Sonríe de medio lado, pero no está contento.
—¿Sabes lo que son las personas "de mentira"? —me pregunta.
Niego con la cabeza. Doy otro sorbo al café.
—Son las que parecen ejemplares, se esfuerzan por ser correctas, guapas, trabajadoras, impecables. Tienen una máscara perfecta muy trabajada. Les resultan encantadoras a casi todos, al menos los primeros cinco minutos. Pero luego, están vacías por dentro. Así es mi madre. Y mi ex. Viven hacia fuera. Porque su interior no tiene nada que ofrecer.
Le miro. Está removiendo su café con el palito de plástico y su expresión refleja una tristeza plomiza acumulada durante varios años. Como si todo lo malo hubiese creado alguna clase de sedimento negruzco sobre su alma.

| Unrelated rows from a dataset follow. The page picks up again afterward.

use crate::token::{Span, Token, TokenKind};
use crate::LexError;

/// CSSS source scanner.
///
/// Single left-to-right pass with one character of lookahead and no
/// backtracking. Positions are tracked as both a char index (for
/// navigation) and a byte offset (for spans and errors).
///
/// Error offsets are measured from the first non-whitespace byte, so they
/// index into the trimmed source. Lines, columns and spans stay relative to
/// the full input.
pub struct Scanner<'a> {
    source: &'a str,
    /// Bytes of leading whitespace.
    leading: usize,
    chars: Vec<char>,
    pos: usize,
    offset: usize,
    line: usize,
    column: usize,
    tokens: Vec<Token>,
}

impl<'a> Scanner<'a> {
    /// Create a new scanner for the given source.
    pub fn new(source: &'a str) -> Self {
        Self {
            source,
            leading: source.len() - source.trim_start().len(),
            chars: source.chars().collect(),
            pos: 0,
            offset: 0,
            line: 1,
            column: 1,
            tokens: Vec::new(),
        }
    }

    /// Tokenize the entire source into a vector of tokens.
    pub fn tokenize(source: &str) -> Result<Vec<Token>, LexError> {
        let mut scanner = Scanner::new(source);
        scanner.scan_tokens()?;
        log::debug!(
            "lexed {} bytes into {} tokens",
            source.len(),
            scanner.tokens.len()
        );
        Ok(scanner.tokens)
    }

    fn scan_tokens(&mut self) -> Result<(), LexError> {
        while !self.is_at_end() {
            self.scan_token()?;
        }
        Ok(())
    }

    /// Scan the next token, or skip whitespace / a comment.
    fn scan_token(&mut self) -> Result<(), LexError> {
        let ch = self.peek();

        match ch {
            c if c.is_whitespace() => {
                self.advance();
                Ok(())
            }

            '/' if self.peek_next() == '*' => self.skip_comment(),

            '"' => self.scan_string(),

            '0'..='9' => {
                self.scan_while(TokenKind::Number, |c| c.is_ascii_digit());
                Ok(())
            }

            c if c.is_ascii_alphabetic() => {
                self.scan_while(TokenKind::Identifier, |c| {
                    c.is_ascii_alphanumeric() || c == '-'
                });
                Ok(())
            }

            '&' => self.single(TokenKind::Ampersand),
            '{' => self.single(TokenKind::LBrace),
            '}' => self.single(TokenKind::RBrace),
            ':' => self.single(TokenKind::Colon),
            ';' => self.single(TokenKind::Semicolon),

            _ => Err(LexError::UnexpectedCharacter {
                ch,
                offset: self.error_offset(self.offset),
                line: self.line,
                column: self.column,
            }),
        }
    }

    // --- Scanners ---

    /// Emit a one-character punctuation token.
    fn single(&mut self, kind: TokenKind) -> Result<(), LexError> {
        let (start, line, column) = self.mark();
        self.advance();
        self.push(kind, start, line, column);
        Ok(())
    }

    /// Emit a token for the maximal run of characters accepted by `accept`.
    /// The first character has already been classified by the caller.
    fn scan_while(&mut self, kind: TokenKind, accept: impl Fn(char) -> bool) {
        let (start, line, column) = self.mark();
        self.advance();
        while !self.is_at_end() && accept(self.peek()) {
            self.advance();
        }
        self.push(kind, start, line, column);
    }

    /// Scan a string literal. Content is taken verbatim, there are no escapes.
    fn scan_string(&mut self) -> Result<(), LexError> {
        let (start, line, column) = self.mark();
        self.advance(); // opening quote
        let content_start = self.offset;

        while !self.is_at_end() && self.peek() != '"' {
            self.advance();
        }

        if self.is_at_end() {
            return Err(LexError::UnterminatedString {
                offset: self.error_offset(start),
                line,
                column,
            });
        }

        let source = self.source;
        let content = &source[content_start..self.offset];
        self.advance(); // closing quote

        let span = Span::new(start, self.offset, line, column);
        self.tokens
            .push(Token::new(TokenKind::String, content, span));
        Ok(())
    }

    /// Skip a `/* ... */` comment.
    fn skip_comment(&mut self) -> Result<(), LexError> {
        let (start, line, column) = self.mark();
        self.advance();
        self.advance();

        while !self.is_at_end() {
            if self.peek() == '*' && self.peek_next() == '/' {
                self.advance();
                self.advance();
                return Ok(());
            }
            self.advance();
        }

        Err(LexError::UnterminatedComment {
            offset: self.error_offset(start),
            line,
            column,
        })
    }

    // --- Helpers ---

    fn error_offset(&self, offset: usize) -> usize {
        offset.saturating_sub(self.leading)
    }

    fn mark(&self) -> (usize, usize, usize) {
        (self.offset, self.line, self.column)
    }

    fn push(&mut self, kind: TokenKind, start: usize, line: usize, column: usize) {
        let source = self.source;
        let text = &source[start..self.offset];
        let span = Span::new(start, self.offset, line, column);
        log::trace!("token {kind} {text:?} at {line}:{column}");
        self.tokens.push(Token::new(kind, text, span));
    }

    fn peek(&self) -> char {
        if self.is_at_end() {
            '\0'
        } else {
            self.chars[self.pos]
        }
    }

    fn peek_next(&self) -> char {
        if self.pos + 1 >= self.chars.len() {
            '\0'
        } else {
            self.chars[self.pos + 1]
        }
    }

    fn advance(&mut self) {
        if self.is_at_end() {
            return;
        }
        let ch = self.chars[self.pos];
        self.pos += 1;
        self.offset += ch.len_utf8();
        if ch == '\n' {
            self.line += 1;
            self.column = 1;
        } else {
            self.column += 1;
        }
    }

    fn is_at_end(&self) -> bool {
        self.pos >= self.chars.len()
    }
}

—Pero es tu madre y tu padre la quiere como es, ¿no?
Levanta la mirada y me observa divertido.
—Mi padre no la dejó porque ella se hubiese quedado en la calle. Llevan más de treinta años sin compartir la misma cama —revela—. Por eso me divorcié, entre otras cosas. Porque quiero tener una mujer con la que me guste dormir todas las noches y sin la cual no pueda conciliar el sueño.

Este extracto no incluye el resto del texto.